A U.S. flag waves outside the New York Stock Exchange, Monday, Jan. 24, 2022, in New York. Stocks were moving between small gains and losses in early trading Wednesday, May 25, on Wall Street, keeping most of the major indexes in the green for the week so far. (AP Photo/John Minchillo, File)
NEW YORK (AP) — Stocks rose broadly in afternoon trading on Wall Street Thursday as investors cheered a strong set of quarterly results from Macy's and other retailers.
The S&P 500 rose 1.8% as of 3:27 p.m. Eastern and is solidly in the green for the week following a choppy few days of trading. The benchmark index is coming off seven straight weekly losses, its longest such stretch since 2001.
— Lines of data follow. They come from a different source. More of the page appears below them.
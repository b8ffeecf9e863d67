// Caption keys and the caption sink contract
//
// The engine never renders user-facing text; it hands a key plus arguments to
// the host's sink whenever a dispatch is aborted.

use crate::command::RemainingTime;
use crate::context::DelegateContext;
use serde::{Deserialize, Serialize};
use std::fmt;

/// Identifies a user-facing message
#[derive(Debug, Clone, PartialEq, Eq, Hash, Serialize, Deserialize)]
#[serde(rename_all = "kebab-case")]
pub enum CaptionKey {
    /// No command or no syntax accepted the input
    UnknownCommand,
    /// The sender lacks the command's or syntax's permission
    NoPermission,
    /// The sender is inside the cooldown window
    CommandOnCooldown,
    /// Host-defined requirement message
    Custom(String),
}

impl CaptionKey {
    pub fn custom(key: impl Into<String>) -> Self {
        CaptionKey::Custom(key.into())
    }
}

impl fmt::Display for CaptionKey {
    fn fmt(&self, f: &mut fmt::Formatter<'_>) -> fmt::Result {
        match self {
            CaptionKey::UnknownCommand => f.write_str("unknown-command"),
            CaptionKey::NoPermission => f.write_str("no-permission"),
            CaptionKey::CommandOnCooldown => f.write_str("command-on-cooldown"),
            CaptionKey::Custom(key) => f.write_str(key),
        }
    }
}

/// A caption key with its positional arguments
#[derive(Debug, Clone, PartialEq, Eq)]
pub struct Caption {
    pub key: CaptionKey,
    pub args: Vec<String>,
    /// Set only on cooldown captions
    pub remaining: Option<RemainingTime>,
}

impl Caption {
    pub fn new(key: CaptionKey) -> Self {
        Self {
            key,
            args: Vec::new(),
            remaining: None,
        }
    }

    pub fn with_arg(mut self, arg: impl Into<String>) -> Self {
        self.args.push(arg.into());
        self
    }

    /// Cooldown caption carrying the formatted remaining time and its milliseconds
    pub fn cooldown(remaining: RemainingTime) -> Self {
        Self {
            key: CaptionKey::CommandOnCooldown,
            args: vec![remaining.to_string(), remaining.total_millis().to_string()],
            remaining: Some(remaining),
        }
    }
}

/// Receives every caption the engine emits
pub trait CaptionSink<S>: Send + Sync {
    fn emit(&self, sender: &S, context: &DelegateContext, caption: &Caption);
}

/// Sink that only logs, used when the host installs none
pub struct LoggingCaptionSink;

impl<S> CaptionSink<S> for LoggingCaptionSink {
    fn emit(&self, _sender: &S, context: &DelegateContext, caption: &Caption) {
        log::warn!(
            "caption {} {:?} for '{}'",
            caption.key,
            caption.args,
            context.raw_format()
        );
    }
}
The Dow Jones Industrial Average rose 509 points, or 1.6%, to 32,630 and the Nasdaq rose 2.4%. Smaller company stocks also made strong gains, a sign of bullishness on the economy. The Russell 2000 index rose 2.4%.
Bond yields rose. The yield on the 10-year Treasury, which helps set interest rates on mortgages, rose to 2.75% from 2.74% late Wednesday.
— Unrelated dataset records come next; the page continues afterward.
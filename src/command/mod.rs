// Commands: a named, immutable set of alternative syntaxes

mod cooldown;
mod requirement;

pub use cooldown::{Clock, Cooldown, CooldownTracker, ManualClock, RemainingTime, SystemClock, Timestamp};
pub use requirement::{Requirement, RequirementCheck, RequirementFn};

use crate::context::CommandContext;
use crate::syntax::{FlagSet, Handler, Syntax};
use serde::{Deserialize, Serialize};
use std::fmt;
use std::sync::Arc;

/// Description, permission and aliases of a command
#[derive(Debug, Clone, Default, PartialEq, Eq, Serialize, Deserialize)]
pub struct CommandInfo {
    pub description: Option<String>,
    pub permission: Option<String>,
    #[serde(default)]
    pub aliases: Vec<String>,
}

/// A registered command
pub struct Command<S> {
    name: String,
    info: CommandInfo,
    cooldown: Cooldown,
    requirements: Vec<Requirement<S>>,
    default_handler: Option<Handler<S>>,
    syntaxes: Vec<Arc<Syntax<S>>>,
}

impl<S> Command<S> {
    pub fn builder(name: impl Into<String>) -> CommandBuilder<S> {
        CommandBuilder::new(name)
    }

    pub fn name(&self) -> &str {
        &self.name
    }

    pub fn info(&self) -> &CommandInfo {
        &self.info
    }

    pub fn aliases(&self) -> &[String] {
        &self.info.aliases
    }

    pub fn cooldown(&self) -> &Cooldown {
        &self.cooldown
    }

    pub fn has_cooldown(&self) -> bool {
        !self.cooldown.is_empty()
    }

    /// Requirements in evaluation order
    pub fn requirements(&self) -> &[Requirement<S>] {
        &self.requirements
    }

    /// Handler for an invocation with no tokens after the name
    pub fn default_handler(&self) -> Option<&Handler<S>> {
        self.default_handler.as_ref()
    }

    /// Syntaxes in registration order, which is also selection order
    pub fn syntaxes(&self) -> &[Arc<Syntax<S>>] {
        &self.syntaxes
    }

    /// Whether `label` is the name or one of the aliases
    pub fn answers_to(&self, label: &str) -> bool {
        self.name.eq_ignore_ascii_case(label)
            || self.info.aliases.iter().any(|alias| alias.eq_ignore_ascii_case(label))
    }

    /// Flags recognized for this command: every syntax's flags plus `global`
    pub fn flag_set(&self, global: &FlagSet) -> FlagSet {
        let mut flags = global.clone();
        for syntax in &self.syntaxes {
            flags.extend(syntax.flags().iter().cloned());
        }
        flags
    }

    pub(crate) fn with_syntax(mut self, syntax: Syntax<S>) -> Self {
        self.syntaxes.push(Arc::new(syntax));
        self
    }
}

impl<S> fmt::Debug for Command<S> {
    fn fmt(&self, f: &mut fmt::Formatter<'_>) -> fmt::Result {
        f.debug_struct("Command")
            .field("name", &self.name)
            .field("info", &self.info)
            .field("cooldown", &self.cooldown)
            .field("requirements", &self.requirements)
            .field("syntaxes", &self.syntaxes)
            .finish_non_exhaustive()
    }
}

/// Builder for `Command`
pub struct CommandBuilder<S> {
    name: String,
    info: CommandInfo,
    cooldown: Cooldown,
    requirements: Vec<Requirement<S>>,
    default_handler: Option<Handler<S>>,
    syntaxes: Vec<Syntax<S>>,
}

impl<S> CommandBuilder<S> {
    pub fn new(name: impl Into<String>) -> Self {
        Self {
            name: name.into(),
            info: CommandInfo::default(),
            cooldown: Cooldown::EMPTY,
            requirements: Vec::new(),
            default_handler: None,
            syntaxes: Vec::new(),
        }
    }

    pub fn info(mut self, info: CommandInfo) -> Self {
        self.info = info;
        self
    }

    pub fn description(mut self, description: impl Into<String>) -> Self {
        self.info.description = Some(description.into());
        self
    }

    pub fn permission(mut self, permission: impl Into<String>) -> Self {
        self.info.permission = Some(permission.into());
        self
    }

    pub fn alias(mut self, alias: impl Into<String>) -> Self {
        self.info.aliases.push(alias.into());
        self
    }

    pub fn cooldown(mut self, cooldown: Cooldown) -> Self {
        self.cooldown = cooldown;
        self
    }

    pub fn requirement(mut self, requirement: Requirement<S>) -> Self {
        self.requirements.push(requirement);
        self
    }

    pub fn syntax(mut self, syntax: Syntax<S>) -> Self {
        self.syntaxes.push(syntax);
        self
    }

    pub fn default_executor<F>(mut self, handler: F) -> Self
    where
        F: Fn(&S, &CommandContext) -> anyhow::Result<()> + Send + Sync + 'static,
    {
        self.default_handler = Some(Arc::new(handler));
        self
    }

    /// The command permission, when set, becomes the first requirement
    pub fn build(self) -> Command<S> {
        let mut requirements = Vec::with_capacity(self.requirements.len() + 1);
        if let Some(permission) = &self.info.permission {
            requirements.push(Requirement::permission(permission.clone()));
        }
        requirements.extend(self.requirements);

        Command {
            name: self.name,
            info: self.info,
            cooldown: self.cooldown,
            requirements,
            default_handler: self.default_handler,
            syntaxes: self.syntaxes.into_iter().map(Arc::new).collect(),
        }
    }
}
Retailers led the broader market higher. Macy's surged 18% after it raised its profit forecast for the year following a strong first-quarter financial report. Dollar General vaulted 13.9% and Dollar Tree jumped 21% after the discount retailers reported solid earnings and gave investors encouraging forecasts.
The retail sector is being closely watched by investors looking for more details on just how much pain inflation is inflicting on companies and consumers. Weak reports from the several big companies last week, including Target and Walmart, spooked an already volatile market.
“We’re not convinced that we’re completely out of the woods here,” said Philip Orlando, chief equity market strategist at Federated Hermes. “There were a lot of negative reports last week and what those companies have talked about is what is going on through the economy."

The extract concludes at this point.